Chang K J, Albers C G, Nguyen P
University of California, Irvine, Medical Center, Orange.
Am J Gastroenterol. 1995 Jan;90(1):148-50.
Endoscopic ultrasound (EUS) has been established as an important modality for staging gastrointestinal malignancies. We have previously described the new technique of EUS-guided fine needle aspiration (FNA) in diagnosing submucosal and extraluminal tumors and lymph nodes. We now report the novel application of EUS and EUS-guided FNA in diagnosing malignant ascites and malignant pleural effusion in two patients with gastric carcinoma. In the first patient, CT did not detect any effusion or ascites. EUS-guided FNA diagnosed cytologically that both fluids were malignant, thereby precluding surgery. The second patient had a small pleural effusion on CT that was not detected on the chest x-ray. EUS-guided FNA made the cytological diagnosis of recurrent adenocarcinoma in the pleural fluid. These two cases demonstrate for the first time that EUS combined with EUS-guided FNA can be used for the diagnosis of malignant pleural or ascitic fluid in patients with gastrointestinal malignancies and might further extend the staging capabilities of EUS.
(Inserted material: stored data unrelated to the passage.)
//! SQL Server engine capability.
//!
//! SQL Server's grammar carries the database as a `;databaseName=` property
//! rather than a path segment.

use crate::capability::{validate_common, validate_engine_matches, Capability};
use crate::descriptor::ConnectionDescriptor;
use crate::engine::EngineKind;
use crate::error::{Result, ValidationErrors};
use crate::params::RawParams;

use super::common::{engine_mismatch, semicolon_suffix, server_descriptor};

/// SQL Server capability implementation.
#[derive(Debug, Clone, Copy, Default)]
pub struct SqlServerCapability;

impl Capability for SqlServerCapability {
    fn engine(&self) -> EngineKind {
        EngineKind::SqlServer
    }

    fn validate(&self, params: &RawParams) -> Result<()> {
        let mut errors = ValidationErrors::new();
        validate_engine_matches(EngineKind::SqlServer, params, &mut errors);
        validate_common(params, &mut errors);
        errors.into_result()
    }

    fn build_descriptor(&self, params: &RawParams) -> Result<ConnectionDescriptor> {
        self.validate(params)?;
        Ok(ConnectionDescriptor::SqlServer(server_descriptor(params)))
    }

    fn build_url(&self, descriptor: &ConnectionDescriptor) -> Result<String> {
        match descriptor {
            ConnectionDescriptor::SqlServer(d) => Ok(format!(
                "sqlserver://{}:{};databaseName={}{}",
                d.host,
                d.port,
                d.database,
                semicolon_suffix(&d.extra)
            )),
            other => Err(engine_mismatch(EngineKind::SqlServer, other)),
        }
    }
}
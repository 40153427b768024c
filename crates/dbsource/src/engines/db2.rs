//! DB2 engine capability.

use crate::capability::{validate_common, validate_engine_matches, Capability};
use crate::descriptor::ConnectionDescriptor;
use crate::engine::EngineKind;
use crate::error::{Result, ValidationErrors};
use crate::params::RawParams;

use super::common::{engine_mismatch, query_suffix, server_descriptor};

/// DB2 capability implementation.
#[derive(Debug, Clone, Copy, Default)]
pub struct Db2Capability;

impl Capability for Db2Capability {
    fn engine(&self) -> EngineKind {
        EngineKind::Db2
    }

    fn validate(&self, params: &RawParams) -> Result<()> {
        let mut errors = ValidationErrors::new();
        validate_engine_matches(EngineKind::Db2, params, &mut errors);
        validate_common(params, &mut errors);
        errors.into_result()
    }

    fn build_descriptor(&self, params: &RawParams) -> Result<ConnectionDescriptor> {
        self.validate(params)?;
        Ok(ConnectionDescriptor::Db2(server_descriptor(params)))
    }

    fn build_url(&self, descriptor: &ConnectionDescriptor) -> Result<String> {
        match descriptor {
            ConnectionDescriptor::Db2(d) => Ok(format!(
                "db2://{}:{}/{}{}",
                d.host,
                d.port,
                d.database,
                query_suffix(&d.extra)
            )),
            other => Err(engine_mismatch(EngineKind::Db2, other)),
        }
    }

    /// DB2's catalog stores unquoted identifiers in uppercase.
    fn normalize_owner(&self, user: &str) -> String {
        user.to_uppercase()
    }
}
//! Hive engine capability.
//!
//! Hive addresses a HiveServer2 cluster: the host field is a comma-separated
//! `host[:port]` list and the URL uses the `hive2://` grammar with
//! `;`-joined session properties.

use crate::capability::{validate_common, validate_engine_matches, Capability};
use crate::descriptor::{ClusterDescriptor, ConnectionDescriptor};
use crate::engine::EngineKind;
use crate::error::{DataSourceError, Result, ValidationErrors};
use crate::params::RawParams;

use super::common::{engine_mismatch, parse_node, semicolon_suffix};

/// Hive capability implementation.
#[derive(Debug, Clone, Copy, Default)]
pub struct HiveCapability;

/// Shared by Hive and Spark, which both speak the HiveServer2 protocol.
pub(crate) fn validate_cluster(
    expected: EngineKind,
    params: &RawParams,
    errors: &mut ValidationErrors,
) {
    validate_engine_matches(expected, params, errors);
    validate_common(params, errors);
    // The common host check does not understand the list syntax; re-check
    // each entry here. Whitespace inside entries was already flagged.
    if !params.host.is_empty() && !params.host.chars().any(char::is_whitespace) {
        for entry in params.host.split(',') {
            if let Err(problem) = parse_node(entry, params.port) {
                errors.push("host", problem);
            }
        }
    }
}

pub(crate) fn cluster_descriptor(params: &RawParams) -> Result<ClusterDescriptor> {
    let nodes = params
        .host
        .split(',')
        .map(|entry| parse_node(entry, params.port))
        .collect::<std::result::Result<Vec<_>, _>>()
        .map_err(|problem| DataSourceError::config(format!("invalid host list: {problem}")))?;
    Ok(ClusterDescriptor {
        nodes,
        database: params.database.clone(),
        user: params.user.clone(),
        password: params.password.clone(),
        extra: params.extra.clone(),
    })
}

pub(crate) fn cluster_url(d: &ClusterDescriptor) -> String {
    format!("hive2://{}/{}{}", d.address(), d.database, semicolon_suffix(&d.extra))
}

impl Capability for HiveCapability {
    fn engine(&self) -> EngineKind {
        EngineKind::Hive
    }

    fn validate(&self, params: &RawParams) -> Result<()> {
        let mut errors = ValidationErrors::new();
        validate_cluster(EngineKind::Hive, params, &mut errors);
        errors.into_result()
    }

    fn build_descriptor(&self, params: &RawParams) -> Result<ConnectionDescriptor> {
        self.validate(params)?;
        Ok(ConnectionDescriptor::Hive(cluster_descriptor(params)?))
    }

    fn build_url(&self, descriptor: &ConnectionDescriptor) -> Result<String> {
        match descriptor {
            ConnectionDescriptor::Hive(d) => Ok(cluster_url(d)),
            other => Err(engine_mismatch(EngineKind::Hive, other)),
        }
    }
}
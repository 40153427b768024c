//! Oracle engine capability.
//!
//! Oracle instances are addressed either by service name or by SID, and the
//! two render differently: `oracle://host:port/service` vs
//! `oracle://host:port:SID`. The connect mode is therefore a required input
//! and survives the persisted round trip.

use crate::capability::{validate_common, validate_engine_matches, Capability};
use crate::descriptor::{ConnectionDescriptor, OracleDescriptor};
use crate::engine::EngineKind;
use crate::error::{Result, ValidationErrors};
use crate::params::{OracleConnectMode, RawParams};

use super::common::{engine_mismatch, query_suffix};

/// Oracle capability implementation.
#[derive(Debug, Clone, Copy, Default)]
pub struct OracleCapability;

impl Capability for OracleCapability {
    fn engine(&self) -> EngineKind {
        EngineKind::Oracle
    }

    fn validate(&self, params: &RawParams) -> Result<()> {
        let mut errors = ValidationErrors::new();
        validate_engine_matches(EngineKind::Oracle, params, &mut errors);
        validate_common(params, &mut errors);
        if params.connect_mode.is_none() {
            errors.push(
                "connect_mode",
                "connect mode (service_name or sid) is required",
            );
        }
        errors.into_result()
    }

    fn build_descriptor(&self, params: &RawParams) -> Result<ConnectionDescriptor> {
        self.validate(params)?;
        // validate() guarantees the mode is present
        let connect = params.connect_mode.unwrap_or(OracleConnectMode::ServiceName);
        Ok(ConnectionDescriptor::Oracle(OracleDescriptor {
            host: params.host.clone(),
            port: params.port,
            connect,
            database: params.database.clone(),
            user: params.user.clone(),
            password: params.password.clone(),
            extra: params.extra.clone(),
        }))
    }

    fn build_url(&self, descriptor: &ConnectionDescriptor) -> Result<String> {
        match descriptor {
            ConnectionDescriptor::Oracle(d) => {
                let base = match d.connect {
                    OracleConnectMode::ServiceName => {
                        format!("oracle://{}:{}/{}", d.host, d.port, d.database)
                    }
                    OracleConnectMode::Sid => {
                        format!("oracle://{}:{}:{}", d.host, d.port, d.database)
                    }
                };
                Ok(format!("{}{}", base, query_suffix(&d.extra)))
            }
            other => Err(engine_mismatch(EngineKind::Oracle, other)),
        }
    }

    /// Oracle's catalog stores unquoted identifiers in uppercase.
    fn normalize_owner(&self, user: &str) -> String {
        user.to_uppercase()
    }
}

#[cfg(test)]
mod tests {
    use super::*;
    use crate::error::DataSourceError;

    fn params(mode: OracleConnectMode) -> RawParams {
        RawParams::new(
            EngineKind::Oracle,
            "ora.internal",
            1521,
            "ORCL",
            "scott",
            "tiger",
        )
        .with_connect_mode(mode)
    }

    #[test]
    fn test_service_name_url() {
        let cap = OracleCapability;
        let descriptor = cap
            .build_descriptor(&params(OracleConnectMode::ServiceName))
            .unwrap();
        assert_eq!(
            cap.build_url(&descriptor).unwrap(),
            "oracle://ora.internal:1521/ORCL"
        );
    }

    #[test]
    fn test_sid_url() {
        let cap = OracleCapability;
        let descriptor = cap.build_descriptor(&params(OracleConnectMode::Sid)).unwrap();
        assert_eq!(
            cap.build_url(&descriptor).unwrap(),
            "oracle://ora.internal:1521:ORCL"
        );
    }

    #[test]
    fn test_connect_mode_is_required() {
        let cap = OracleCapability;
        let mut p = params(OracleConnectMode::Sid);
        p.connect_mode = None;
        let err = cap.validate(&p).unwrap_err();
        match err {
            DataSourceError::Validation(errors) => {
                assert!(errors.fields().contains(&"connect_mode"));
            }
            other => panic!("expected validation error, got {other}"),
        }
    }

    #[test]
    fn test_connect_mode_survives_round_trip() {
        let cap = OracleCapability;
        let descriptor = cap.build_descriptor(&params(OracleConnectMode::Sid)).unwrap();
        let json = descriptor.to_json().unwrap();
        let back = cap.build_raw_params(&json).unwrap();
        assert_eq!(back.connect_mode, Some(OracleConnectMode::Sid));
    }

    #[test]
    fn test_owner_is_uppercased() {
        let cap = OracleCapability;
        assert_eq!(cap.normalize_owner("scott"), "SCOTT");
    }
}
//! MySQL engine capability.
//!
//! Beyond the common field checks, MySQL rejects extra properties that turn
//! the client into a file-access or multi-statement vector
//! (`allowLoadLocalInfile` and friends): a stored datasource must not be able
//! to re-enable them.

use crate::capability::{validate_common, validate_engine_matches, Capability};
use crate::descriptor::ConnectionDescriptor;
use crate::engine::EngineKind;
use crate::error::{Result, ValidationErrors};
use crate::params::RawParams;

use super::common::{engine_mismatch, query_suffix, server_descriptor};

/// Extra properties that must never reach the rendered URL.
const UNSAFE_PROPERTIES: &[&str] = &[
    "allowLoadLocalInfile",
    "allowLocalInfile",
    "allowUrlInLocalInfile",
    "autoDeserialize",
    "allowMultiQueries",
];

/// MySQL capability implementation.
#[derive(Debug, Clone, Copy, Default)]
pub struct MysqlCapability;

impl Capability for MysqlCapability {
    fn engine(&self) -> EngineKind {
        EngineKind::Mysql
    }

    fn validate(&self, params: &RawParams) -> Result<()> {
        let mut errors = ValidationErrors::new();
        validate_engine_matches(EngineKind::Mysql, params, &mut errors);
        validate_common(params, &mut errors);
        for key in params.extra.keys() {
            if UNSAFE_PROPERTIES.iter().any(|p| p.eq_ignore_ascii_case(key)) {
                errors.push(
                    format!("extra.{key}"),
                    "file-access and multi-statement properties are not allowed",
                );
            }
        }
        errors.into_result()
    }

    fn build_descriptor(&self, params: &RawParams) -> Result<ConnectionDescriptor> {
        self.validate(params)?;
        Ok(ConnectionDescriptor::Mysql(server_descriptor(params)))
    }

    fn build_url(&self, descriptor: &ConnectionDescriptor) -> Result<String> {
        match descriptor {
            ConnectionDescriptor::Mysql(d) => Ok(format!(
                "mysql://{}:{}/{}{}",
                d.host,
                d.port,
                d.database,
                query_suffix(&d.extra)
            )),
            other => Err(engine_mismatch(EngineKind::Mysql, other)),
        }
    }
}

#[cfg(test)]
mod tests {
    use super::*;
    use crate::error::DataSourceError;

    fn params() -> RawParams {
        RawParams::new(
            EngineKind::Mysql,
            "db.internal",
            3306,
            "reporting",
            "alice",
            "secret",
        )
    }

    #[test]
    fn test_build_url() {
        let cap = MysqlCapability;
        let descriptor = cap.build_descriptor(&params()).unwrap();
        assert_eq!(
            cap.build_url(&descriptor).unwrap(),
            "mysql://db.internal:3306/reporting"
        );
    }

    #[test]
    fn test_build_url_appends_extras_as_query_pairs() {
        let cap = MysqlCapability;
        let descriptor = cap
            .build_descriptor(&params().with_extra("useSSL", "false"))
            .unwrap();
        assert_eq!(
            cap.build_url(&descriptor).unwrap(),
            "mysql://db.internal:3306/reporting?useSSL=false"
        );
    }

    #[test]
    fn test_validate_rejects_unsafe_properties() {
        let cap = MysqlCapability;
        let bad = params()
            .with_extra("allowLoadLocalInfile", "true")
            .with_extra("allowmultiqueries", "true");
        let err = cap.validate(&bad).unwrap_err();
        match err {
            DataSourceError::Validation(errors) => {
                let fields = errors.fields();
                assert!(fields.contains(&"extra.allowLoadLocalInfile"));
                assert!(fields.contains(&"extra.allowmultiqueries"));
            }
            other => panic!("expected validation error, got {other}"),
        }
    }

    #[test]
    fn test_unique_id_excludes_password() {
        let cap = MysqlCapability;
        let descriptor = cap.build_descriptor(&params()).unwrap();
        let id = cap.unique_id(&descriptor).unwrap();
        assert_eq!(id, "mysql@alice@mysql://db.internal:3306/reporting");
        assert!(!id.contains("secret"));
    }

    #[test]
    fn test_build_url_rejects_foreign_descriptor() {
        let cap = MysqlCapability;
        let pg = crate::engines::postgres::PostgresCapability;
        let descriptor = pg
            .build_descriptor(&RawParams::new(
                EngineKind::Postgres,
                "h",
                5432,
                "d",
                "u",
                "p",
            ))
            .unwrap();
        assert!(matches!(
            cap.build_url(&descriptor),
            Err(DataSourceError::Config(_))
        ));
    }
}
内镜超声(EUS)已成为胃肠道恶性肿瘤分期的重要手段。我们之前曾描述过EUS引导下细针穿刺抽吸(FNA)诊断黏膜下和腔外肿瘤及淋巴结的新技术。我们现在报告EUS及EUS引导下FNA在两名胃癌患者中诊断恶性腹水和恶性胸腔积液的新应用。在首例患者中,CT未检测到任何积液或腹水。EUS引导下FNA经细胞学诊断两种液体均为恶性,从而排除了手术可能性。第二例患者CT显示有少量胸腔积液,而胸部X线未检测到。EUS引导下FNA对胸腔积液进行细胞学诊断为复发性腺癌。这两例首次证明EUS联合EUS引导下FNA可用于诊断胃肠道恶性肿瘤患者的恶性胸腔或腹水,可能进一步扩展EUS的分期能力。